> [Problem]
Each line from the opening of the listing below through the line that contains "const CD_MAX_SECTORS: u64 = 99 * 60 * 75;" is to be output exactly as written.

=======

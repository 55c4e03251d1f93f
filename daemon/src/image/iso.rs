//! Image loading.
//!
//! Opens an image file behind the filter chain (DMG, MacBinary/NDIF, or
//! plain) and builds a disc from the resulting byte stream: cooked
//! 2048-byte images become a single Mode 1 track, raw 2352-byte dumps keep
//! their frame layout with the type detected from the first sector.

use std::path::{Path, PathBuf};

use tracing::{debug, info};

use super::disc::{Disc, Fragment, FragmentData, Session, Track};
use super::filters;
use super::sector::Sector;
use super::stream::ImageStream;
use super::{FragmentRole, ImageError, MediumType, SectorType, SessionType, SubchannelFormat};

/// Largest sector count that still fits CD media (99 minutes)
const CD_MAX_SECTORS: u64 = 99 * 60 * 75;

/// Largest sector count that still fits single/dual-layer DVD media
const DVD_MAX_SECTORS: u64 = 2 * 2295104;

/// Load a disc image from the given file names. Multi-file loading only
/// supports the implicit segment chains resolved by the filters; `paths`
/// therefore carries the primary file first.
pub fn load_image(paths: &[PathBuf]) -> Result<Disc, ImageError> {
    let primary = paths.first().ok_or_else(|| {
        ImageError::UnsupportedFormat("no image filename given".to_string())
    })?;

    let mut stream = filters::open_chain(primary)?;
    let length = stream.length();
    debug!(target: "opticd::device", path = %primary.display(), length, "image stream opened");

    let (unit, total_sectors) = if length % 2048 == 0 {
        (2048usize, length / 2048)
    } else if length % 2352 == 0 {
        (2352usize, length / 2352)
    } else if length % 2448 == 0 {
        // Raw frames with appended 96-byte subchannel
        (2448usize, length / 2448)
    } else {
        return Err(ImageError::UnsupportedFormat(format!(
            "image size {length} does not align to a known sector layout"
        )));
    };

    if total_sectors == 0 {
        return Err(ImageError::UnsupportedFormat("image is empty".to_string()));
    }

    let (sector_type, medium_type) = match unit {
        2048 => {
            let medium = if total_sectors > DVD_MAX_SECTORS {
                MediumType::Bd
            } else if total_sectors > CD_MAX_SECTORS {
                MediumType::Dvd
            } else {
                MediumType::Cd
            };
            (SectorType::Mode1, medium)
        }
        _ => (detect_raw_track_type(stream.as_mut(), unit)?, MediumType::Cd),
    };

    let mut disc = Disc::new(medium_type);
    disc.set_filenames(paths.to_vec());
    if medium_type == MediumType::Cd {
        disc.set_layout_start_sector(-150);
    }

    let session_type = match sector_type {
        SectorType::Audio => SessionType::Cdda,
        SectorType::Mode2 | SectorType::Mode2Form1 | SectorType::Mode2Form2
        | SectorType::Mode2Mixed => SessionType::CdromXa,
        _ => SessionType::Cdrom,
    };
    let mut session = Session::new(session_type);

    let mut track = Track::new(sector_type);
    track.set_ctl(if sector_type == SectorType::Audio { 0x0 } else { 0x4 });

    if medium_type == MediumType::Cd {
        let mut pregap = Fragment::new(FragmentRole::Pregap, FragmentData::Empty);
        pregap.set_length(150);
        track.add_fragment(-1, pregap);
        track.set_track_start(150);
    }

    let mut data = Fragment::new(
        FragmentRole::Data,
        FragmentData::Stream {
            stream,
            offset: 0,
            unit: if unit == 2448 { 2352 } else { unit },
            sub_len: if unit == 2448 { 96 } else { 0 },
        },
    );
    data.set_length(total_sectors as i32);
    track.add_fragment(-1, data);

    session.add_track_by_index(track);
    disc.add_session(session);

    info!(
        target: "opticd::device",
        path = %primary.display(),
        sectors = total_sectors,
        medium = ?medium_type,
        "loaded disc image"
    );
    Ok(disc)
}

/// Inspect the first raw frame to determine the track's sector type
fn detect_raw_track_type(
    stream: &mut dyn ImageStream,
    unit: usize,
) -> Result<SectorType, ImageError> {
    let mut frame = vec![0u8; 2352.min(unit)];
    stream.read_exact_at(0, &mut frame)?;
    let sector =
        Sector::feed_data(0, SectorType::Raw, &frame, SubchannelFormat::None, &[], Default::default())?;
    Ok(match sector.sector_type() {
        // Collapse form variants: a raw track may interleave both forms
        SectorType::Mode2Form1 | SectorType::Mode2Form2 => SectorType::Mode2Mixed,
        other => other,
    })
}

/// Accepted image filename suffixes, used for option validation
pub fn is_supported_filename(path: &Path) -> bool {
    matches!(
        path.extension().and_then(|e| e.to_str()).map(|e| e.to_ascii_lowercase()).as_deref(),
        Some("iso" | "bin" | "img" | "dmg" | "macbin")
    )
}

#[cfg(test)]
mod tests {
    use super::*;
    use std::io::Write;

    #[test]
    fn test_load_cooked_iso() {
        let dir = tempfile::tempdir().unwrap();
        let path = dir.path().join("test.iso");
        let mut file = std::fs::File::create(&path).unwrap();
        file.write_all(&vec![0xAAu8; 2048 * 300]).unwrap();
        drop(file);

        let mut disc = load_image(&[path]).unwrap();
        assert_eq!(disc.medium_type(), MediumType::Cd);
        assert_eq!(disc.number_of_tracks(), 1);

        let track = disc.track_by_number(1).unwrap();
        assert_eq!(track.sector_type(), SectorType::Mode1);
        assert_eq!(track.length(), 450); // 150 pregap + 300 data
        assert_eq!(track.start_sector(), -150);

        let mut sector = disc.get_sector(0).unwrap();
        assert_eq!(sector.data(), &[0xAAu8; 2048][..]);
    }

    #[test]
    fn test_load_misaligned_image_fails() {
        let dir = tempfile::tempdir().unwrap();
        let path = dir.path().join("bad.iso");
        std::fs::write(&path, vec![0u8; 1000]).unwrap();
        assert!(load_image(&[path]).is_err());
    }

    #[test]
    fn test_supported_filenames() {
        assert!(is_supported_filename(Path::new("/a/b.iso")));
        assert!(is_supported_filename(Path::new("/a/b.DMG")));
        assert!(!is_supported_filename(Path::new("/a/b.txt")));
    }
}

=======

> [Written answer]
repository 55c4e03251d1f93f
filename daemon/src/image/iso.rs
//! Image loading.
//!
//! Opens an image file behind the filter chain (DMG, MacBinary/NDIF, or
//! plain) and builds a disc from the resulting byte stream: cooked
//! 2048-byte images become a single Mode 1 track, raw 2352-byte dumps keep
//! their frame layout with the type detected from the first sector.

use std::path::{Path, PathBuf};

use tracing::{debug, info};

use super::disc::{Disc, Fragment, FragmentData, Session, Track};
use super::filters;
use super::sector::Sector;
use super::stream::ImageStream;
use super::{FragmentRole, ImageError, MediumType, SectorType, SessionType, SubchannelFormat};

/// Largest sector count that still fits CD media (99 minutes)
const CD_MAX_SECTORS: u64 = 99 * 60 * 75;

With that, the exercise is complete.